* _HOW TO COMPLETE THIS TASK_: Entries in the following listing are to be copied exactly as they stand.

━━ RECORDS SHOWN ━━

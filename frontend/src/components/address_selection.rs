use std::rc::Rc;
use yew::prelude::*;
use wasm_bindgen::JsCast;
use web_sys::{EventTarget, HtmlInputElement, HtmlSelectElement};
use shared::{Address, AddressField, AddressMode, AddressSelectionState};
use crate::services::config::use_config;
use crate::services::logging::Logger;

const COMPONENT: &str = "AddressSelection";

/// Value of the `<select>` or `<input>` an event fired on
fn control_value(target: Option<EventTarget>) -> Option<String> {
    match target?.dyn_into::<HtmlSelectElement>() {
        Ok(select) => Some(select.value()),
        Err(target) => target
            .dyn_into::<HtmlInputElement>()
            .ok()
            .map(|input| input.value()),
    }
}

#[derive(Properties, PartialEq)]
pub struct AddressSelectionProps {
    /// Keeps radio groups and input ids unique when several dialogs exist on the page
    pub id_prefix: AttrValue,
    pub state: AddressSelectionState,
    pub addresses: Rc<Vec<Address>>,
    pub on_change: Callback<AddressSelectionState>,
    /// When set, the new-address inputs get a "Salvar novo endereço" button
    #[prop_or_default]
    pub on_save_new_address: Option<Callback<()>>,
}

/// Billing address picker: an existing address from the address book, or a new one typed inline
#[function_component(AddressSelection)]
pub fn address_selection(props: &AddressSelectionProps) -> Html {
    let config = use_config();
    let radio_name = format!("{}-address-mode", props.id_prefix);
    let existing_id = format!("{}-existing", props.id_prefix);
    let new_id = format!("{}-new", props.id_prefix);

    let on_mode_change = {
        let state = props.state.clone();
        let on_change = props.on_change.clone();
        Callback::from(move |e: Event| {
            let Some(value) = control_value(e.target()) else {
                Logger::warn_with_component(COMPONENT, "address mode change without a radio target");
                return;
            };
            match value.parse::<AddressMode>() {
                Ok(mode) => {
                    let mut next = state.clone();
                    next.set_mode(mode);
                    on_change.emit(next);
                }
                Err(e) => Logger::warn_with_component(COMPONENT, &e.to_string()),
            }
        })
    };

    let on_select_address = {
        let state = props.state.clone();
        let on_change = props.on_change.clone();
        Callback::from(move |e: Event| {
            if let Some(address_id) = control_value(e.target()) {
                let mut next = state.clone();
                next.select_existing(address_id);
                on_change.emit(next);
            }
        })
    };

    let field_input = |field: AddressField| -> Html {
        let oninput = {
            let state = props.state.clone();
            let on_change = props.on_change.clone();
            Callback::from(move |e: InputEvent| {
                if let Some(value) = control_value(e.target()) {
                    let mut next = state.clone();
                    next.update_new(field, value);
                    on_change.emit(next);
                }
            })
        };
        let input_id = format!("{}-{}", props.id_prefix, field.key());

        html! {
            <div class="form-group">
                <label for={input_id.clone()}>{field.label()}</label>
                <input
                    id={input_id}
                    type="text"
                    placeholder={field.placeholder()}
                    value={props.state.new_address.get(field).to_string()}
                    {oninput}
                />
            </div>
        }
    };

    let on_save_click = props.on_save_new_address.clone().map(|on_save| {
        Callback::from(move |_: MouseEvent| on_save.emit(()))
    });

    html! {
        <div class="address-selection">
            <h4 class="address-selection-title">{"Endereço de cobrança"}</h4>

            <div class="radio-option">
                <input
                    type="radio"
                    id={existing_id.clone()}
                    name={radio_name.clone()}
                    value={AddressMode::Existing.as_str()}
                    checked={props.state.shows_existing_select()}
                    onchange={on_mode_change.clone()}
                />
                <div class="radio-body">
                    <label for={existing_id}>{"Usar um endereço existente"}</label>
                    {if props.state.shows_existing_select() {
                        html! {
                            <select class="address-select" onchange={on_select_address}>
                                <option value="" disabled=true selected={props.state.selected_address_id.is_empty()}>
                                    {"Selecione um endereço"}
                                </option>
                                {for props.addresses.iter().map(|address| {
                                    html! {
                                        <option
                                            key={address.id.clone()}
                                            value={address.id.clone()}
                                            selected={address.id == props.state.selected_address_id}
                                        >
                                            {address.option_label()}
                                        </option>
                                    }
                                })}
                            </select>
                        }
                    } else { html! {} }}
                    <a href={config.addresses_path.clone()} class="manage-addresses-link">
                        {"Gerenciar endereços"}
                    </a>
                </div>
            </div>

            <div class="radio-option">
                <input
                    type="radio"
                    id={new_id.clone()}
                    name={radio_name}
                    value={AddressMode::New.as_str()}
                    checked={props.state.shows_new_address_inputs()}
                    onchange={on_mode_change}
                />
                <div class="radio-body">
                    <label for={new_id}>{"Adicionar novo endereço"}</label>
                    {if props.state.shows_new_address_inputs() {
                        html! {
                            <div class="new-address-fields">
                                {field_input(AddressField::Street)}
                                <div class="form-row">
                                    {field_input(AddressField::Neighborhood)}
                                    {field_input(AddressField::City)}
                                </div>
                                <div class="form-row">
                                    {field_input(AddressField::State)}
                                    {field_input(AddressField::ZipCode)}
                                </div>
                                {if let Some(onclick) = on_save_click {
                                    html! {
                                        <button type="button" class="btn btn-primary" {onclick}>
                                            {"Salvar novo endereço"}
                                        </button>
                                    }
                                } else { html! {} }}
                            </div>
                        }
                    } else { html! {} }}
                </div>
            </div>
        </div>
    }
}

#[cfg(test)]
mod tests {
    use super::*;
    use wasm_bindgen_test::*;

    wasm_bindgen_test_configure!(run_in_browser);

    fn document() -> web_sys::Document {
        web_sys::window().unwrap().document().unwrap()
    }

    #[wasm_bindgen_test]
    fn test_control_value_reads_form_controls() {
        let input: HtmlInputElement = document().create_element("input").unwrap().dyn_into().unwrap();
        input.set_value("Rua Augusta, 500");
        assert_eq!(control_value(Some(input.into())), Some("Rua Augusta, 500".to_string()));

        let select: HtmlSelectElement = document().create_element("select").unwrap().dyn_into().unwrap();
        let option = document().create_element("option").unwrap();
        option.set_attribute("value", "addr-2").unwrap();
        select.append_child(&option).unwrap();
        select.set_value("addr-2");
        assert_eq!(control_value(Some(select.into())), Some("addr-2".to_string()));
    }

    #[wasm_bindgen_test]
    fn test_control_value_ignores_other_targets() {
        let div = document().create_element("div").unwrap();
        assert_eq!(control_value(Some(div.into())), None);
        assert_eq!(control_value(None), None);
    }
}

━━━

* _SOLUTION FOR THIS TASK_:
filename frontend/src/components/address_selection.rs
use std::rc::Rc;
use yew::prelude::*;
use wasm_bindgen::JsCast;
use web_sys::{EventTarget, HtmlInputElement, HtmlSelectElement};
use shared::{Address, AddressField, AddressMode, AddressSelectionState};
use crate::services::config::use_config;
use crate::services::logging::Logger;

const COMPONENT: &str = "AddressSelection";

/// Value of the `<select>` or `<input>` an event fired on
fn control_value(target: Option<EventTarget>) -> Option<String> {
    match target?.dyn_into::<HtmlSelectElement>() {
        Ok(select) => Some(select.value()),
        Err(target) => target
            .dyn_into::<HtmlInputElement>()
            .ok()
            .map(|input| input.value()),
    }
}

#[derive(Properties, PartialEq)]
pub struct AddressSelectionProps {
    /// Keeps radio groups and input ids unique when several dialogs exist on the page
    pub id_prefix: AttrValue,
    pub state: AddressSelectionState,
    pub addresses: Rc<Vec<Address>>,
    pub on_change: Callback<AddressSelectionState>,
    /// When set, the new-address inputs get a "Salvar novo endereço" button
    #[prop_or_default]
    pub on_save_new_address: Option<Callback<()>>,
}

/// Billing address picker: an existing address from the address book, or a new one typed inline
#[function_component(AddressSelection)]
pub fn address_selection(props: &AddressSelectionProps) -> Html {
    let config = use_config();
    let radio_name = format!("{}-address-mode", props.id_prefix);
    let existing_id = format!("{}-existing", props.id_prefix);
    let new_id = format!("{}-new", props.id_prefix);

    let on_mode_change = {
        let state = props.state.clone();
        let on_change = props.on_change.clone();
        Callback::from(move |e: Event| {
            let Some(value) = control_value(e.target()) else {
                Logger::warn_with_component(COMPONENT, "address mode change without a radio target");
                return;
            };
            match value.parse::<AddressMode>() {
                Ok(mode) => {
                    let mut next = state.clone();
                    next.set_mode(mode);
                    on_change.emit(next);
                }
                Err(e) => Logger::warn_with_component(COMPONENT, &e.to_string()),
            }
        })
    };

    let on_select_address = {
        let state = props.state.clone();
        let on_change = props.on_change.clone();
        Callback::from(move |e: Event| {
            if let Some(address_id) = control_value(e.target()) {
                let mut next = state.clone();
                next.select_existing(address_id);
                on_change.emit(next);
            }
        })
    };

    let field_input = |field: AddressField| -> Html {
        let oninput = {
            let state = props.state.clone();
            let on_change = props.on_change.clone();
            Callback::from(move |e: InputEvent| {
                if let Some(value) = control_value(e.target()) {
                    let mut next = state.clone();
                    next.update_new(field, value);
                    on_change.emit(next);
                }
            })
        };
        let input_id = format!("{}-{}", props.id_prefix, field.key());

        html! {
            <div class="form-group">
                <label for={input_id.clone()}>{field.label()}</label>
                <input
                    id={input_id}
                    type="text"
                    placeholder={field.placeholder()}
                    value={props.state.new_address.get(field).to_string()}
                    {oninput}
                />
            </div>
        }
    };

    let on_save_click = props.on_save_new_address.clone().map(|on_save| {
        Callback::from(move |_: MouseEvent| on_save.emit(()))
    });

    html! {
        <div class="address-selection">
            <h4 class="address-selection-title">{"Endereço de cobrança"}</h4>

            <div class="radio-option">
                <input
                    type="radio"
                    id={existing_id.clone()}
                    name={radio_name.clone()}
                    value={AddressMode::Existing.as_str()}
                    checked={props.state.shows_existing_select()}
                    onchange={on_mode_change.clone()}
                />
                <div class="radio-body">
                    <label for={existing_id}>{"Usar um endereço existente"}</label>
                    {if props.state.shows_existing_select() {
                        html! {
                            <select class="address-select" onchange={on_select_address}>
                                <option value="" disabled=true selected={props.state.selected_address_id.is_empty()}>
                                    {"Selecione um endereço"}
                                </option>
                                {for props.addresses.iter().map(|address| {
                                    html! {
                                        <option
                                            key={address.id.clone()}
                                            value={address.id.clone()}
                                            selected={address.id == props.state.selected_address_id}
                                        >
                                            {address.option_label()}
                                        </option>
                                    }
                                })}
                            </select>
                        }
                    } else { html! {} }}
                    <a href={config.addresses_path.clone()} class="manage-addresses-link">
                        {"Gerenciar endereços"}
                    </a>
                </div>
            </div>

            <div class="radio-option">
                <input
                    type="radio"
                    id={new_id.clone()}
                    name={radio_name}
                    value={AddressMode::New.as_str()}
                    checked={props.state.shows_new_address_inputs()}
                    onchange={on_mode_change}
                />
                <div class="radio-body">
                    <label for={new_id}>{"Adicionar novo endereço"}</label>
                    {if props.state.shows_new_address_inputs() {
                        html! {
                            <div class="new-address-fields">
                                {field_input(AddressField::Street)}
                                <div class="form-row">
                                    {field_input(AddressField::Neighborhood)}
                                    {field_input(AddressField::City)}
                                </div>
                                <div class="form-row">
                                    {field_input(AddressField::State)}
                                    {field_input(AddressField::ZipCode)}
                                </div>
                                {if let Some(onclick) = on_save_click {
                                    html! {
                                        <button type="button" class="btn btn-primary" {onclick}>
                                            {"Salvar novo endereço"}
                                        </button>
                                    }
                                } else { html! {} }}
                            </div>
                        }
                    } else { html! {} }}
                </div>
            </div>
        </div>
    }
}

#[cfg(test)]
mod tests {
    use super::*;
    use wasm_bindgen_test::*;

    wasm_bindgen_test_configure!(run_in_browser);

    fn document() -> web_sys::Document {
        web_sys::window().unwrap().document().unwrap()
    }

    #[wasm_bindgen_test]
    fn test_control_value_reads_form_controls() {
        let input: HtmlInputElement = document().create_element("input").unwrap().dyn_into().unwrap();
        input.set_value("Rua Augusta, 500");
        assert_eq!(control_value(Some(input.into())), Some("Rua Augusta, 500".to_string()));

        let select: HtmlSelectElement = document().create_element("select").unwrap().dyn_into().unwrap();
        let option = document().create_element("option").unwrap();
        option.set_attribute("value", "addr-2").unwrap();
        select.append_child(&option).unwrap();
        select.set_value("addr-2");
        assert_eq!(control_value(Some(select.into())), Some("addr-2".to_string()));
    }

    #[wasm_bindgen_test]
    fn test_control_value_ignores_other_targets() {
        let div = document().create_element("div").unwrap();
        assert_eq!(control_value(Some(div.into())), None);
        assert_eq!(control_value(None), None);
    }
}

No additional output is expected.